Required action
The result should be every line in the material below containing the string "unused".

Source information

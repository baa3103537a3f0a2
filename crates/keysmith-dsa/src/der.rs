//! Minimal DER encoding for DSA key structures.
//!
//! Only the universal types the key formats need are supported: INTEGER,
//! BIT STRING, OBJECT IDENTIFIER and SEQUENCE. Decoding is strict. Lengths
//! must be minimal and definite, integers must be minimal and non-negative,
//! and a reader refuses to finish while unread bytes remain.

use keysmith_core::{Error, Result};
use num_bigint::BigUint;

pub const TAG_INTEGER: u8 = 0x02;
pub const TAG_BIT_STRING: u8 = 0x03;
pub const TAG_OBJECT_IDENTIFIER: u8 = 0x06;
pub const TAG_SEQUENCE: u8 = 0x30;

fn malformed(detail: impl Into<String>) -> Error {
    Error::Decode(detail.into())
}

fn encode_length(len: usize, out: &mut Vec<u8>) {
    if len < 0x80 {
        out.push(len as u8);
        return;
    }
    let bytes = len.to_be_bytes();
    let skip = bytes.iter().take_while(|b| **b == 0).count();
    out.push(0x80 | (bytes.len() - skip) as u8);
    out.extend_from_slice(&bytes[skip..]);
}

/// Encode a single tag-length-value element.
pub fn tlv(tag: u8, content: &[u8]) -> Vec<u8> {
    let mut out = Vec::with_capacity(content.len() + 6);
    out.push(tag);
    encode_length(content.len(), &mut out);
    out.extend_from_slice(content);
    out
}

/// Encode an unsigned integer, inserting a leading zero byte when the high
/// bit of the first significant byte is set.
pub fn integer(value: &BigUint) -> Vec<u8> {
    // to_bytes_be() renders zero as [0]
    let mut content = value.to_bytes_be();
    if content[0] & 0x80 != 0 {
        content.insert(0, 0);
    }
    tlv(TAG_INTEGER, &content)
}

/// Encode a BIT STRING with no unused trailing bits.
pub fn bit_string(bytes: &[u8]) -> Vec<u8> {
    let mut content = Vec::with_capacity(bytes.len() + 1);
    content.push(0);
    content.extend_from_slice(bytes);
    tlv(TAG_BIT_STRING, &content)
}

/// Encode an OBJECT IDENTIFIER from its arcs.
pub fn object_identifier(arcs: &[u64]) -> Vec<u8> {
    let mut content = Vec::new();
    let (first, rest) = match arcs {
        [a, b, rest @ ..] => (a * 40 + b, rest),
        [a] => (a * 40, &[][..]),
        [] => (0, &[][..]),
    };
    for arc in std::iter::once(first).chain(rest.iter().copied()) {
        encode_base128(arc, &mut content);
    }
    tlv(TAG_OBJECT_IDENTIFIER, &content)
}

fn encode_base128(mut value: u64, out: &mut Vec<u8>) {
    let mut groups = vec![(value & 0x7f) as u8];
    value >>= 7;
    while value > 0 {
        groups.push(0x80 | (value & 0x7f) as u8);
        value >>= 7;
    }
    out.extend(groups.iter().rev());
}

/// Encode a SEQUENCE from already-encoded elements.
pub fn sequence(elements: &[Vec<u8>]) -> Vec<u8> {
    tlv(TAG_SEQUENCE, &elements.concat())
}

/// Cursor over a run of DER elements.
#[derive(Debug, Clone)]
pub struct DerReader<'a> {
    input: &'a [u8],
}

impl<'a> DerReader<'a> {
    pub fn new(input: &'a [u8]) -> Self {
        Self { input }
    }

    pub fn is_empty(&self) -> bool {
        self.input.is_empty()
    }

    /// Read one element with the expected tag and return its content.
    pub fn read_tlv(&mut self, expected: u8) -> Result<&'a [u8]> {
        let (&tag, rest) = self
            .input
            .split_first()
            .ok_or_else(|| malformed("unexpected end of data"))?;
        if tag != expected {
            return Err(malformed(format!(
                "expected tag {expected:#04x}, found {tag:#04x}"
            )));
        }

        let (&first, mut rest) = rest
            .split_first()
            .ok_or_else(|| malformed("truncated length"))?;
        let len = if first < 0x80 {
            first as usize
        } else {
            let count = (first & 0x7f) as usize;
            if count == 0 {
                return Err(malformed("indefinite length is not allowed"));
            }
            if count > std::mem::size_of::<usize>() || rest.len() < count {
                return Err(malformed("truncated length"));
            }
            let (len_bytes, after) = rest.split_at(count);
            if len_bytes[0] == 0 {
                return Err(malformed("length is not minimally encoded"));
            }
            let len = len_bytes.iter().fold(0usize, |acc, b| (acc << 8) | *b as usize);
            if len < 0x80 {
                return Err(malformed("length is not minimally encoded"));
            }
            rest = after;
            len
        };

        if rest.len() < len {
            return Err(malformed(format!(
                "element needs {len} bytes, only {} remain",
                rest.len()
            )));
        }
        let (content, remaining) = rest.split_at(len);
        self.input = remaining;
        Ok(content)
    }

    pub fn read_integer(&mut self) -> Result<BigUint> {
        let content = self.read_tlv(TAG_INTEGER)?;
        match content {
            [] => Err(malformed("empty integer")),
            [first, ..] if first & 0x80 != 0 => Err(malformed("negative integer")),
            [0, second, ..] if second & 0x80 == 0 => {
                Err(malformed("integer is not minimally encoded"))
            }
            _ => Ok(BigUint::from_bytes_be(content)),
        }
    }

    pub fn read_sequence(&mut self) -> Result<DerReader<'a>> {
        self.read_tlv(TAG_SEQUENCE).map(DerReader::new)
    }

    /// Read a BIT STRING and return its bytes. Only whole-byte strings are
    /// accepted.
    pub fn read_bit_string(&mut self) -> Result<&'a [u8]> {
        let content = self.read_tlv(TAG_BIT_STRING)?;
        match content.split_first() {
            Some((0, bytes)) => Ok(bytes),
            Some((unused, _)) => Err(malformed(format!(
                "bit string with {unused} unused bits"
            ))),
            None => Err(malformed("empty bit string")),
        }
    }

    pub fn read_object_identifier(&mut self) -> Result<Vec<u64>> {
        let content = self.read_tlv(TAG_OBJECT_IDENTIFIER)?;
        if content.is_empty() {
            return Err(malformed("empty object identifier"));
        }

        let mut values = Vec::new();
        let mut current: u64 = 0;
        let mut in_progress = false;
        for &byte in content {
            if !in_progress && byte == 0x80 {
                return Err(malformed("object identifier arc is not minimally encoded"));
            }
            if current > (u64::MAX >> 7) {
                return Err(malformed("object identifier arc overflows"));
            }
            current = (current << 7) | u64::from(byte & 0x7f);
            in_progress = byte & 0x80 != 0;
            if !in_progress {
                values.push(current);
                current = 0;
            }
        }
        if in_progress {
            return Err(malformed("truncated object identifier"));
        }

        let first = values[0];
        let (a, b) = if first < 80 {
            (first / 40, first % 40)
        } else {
            (2, first - 80)
        };
        let mut arcs = vec![a, b];
        arcs.extend_from_slice(&values[1..]);
        Ok(arcs)
    }

    /// Consume the reader, failing if any bytes were left unread.
    pub fn finish(self) -> Result<()> {
        if self.is_empty() {
            Ok(())
        } else {
            Err(malformed(format!(
                "{} trailing bytes after structure",
                self.input.len()
            )))
        }
    }
}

Expected answer
/// Encode a BIT STRING with no unused trailing bits.
            Some((unused, _)) => Err(malformed(format!(
                "bit string with {unused} unused bits"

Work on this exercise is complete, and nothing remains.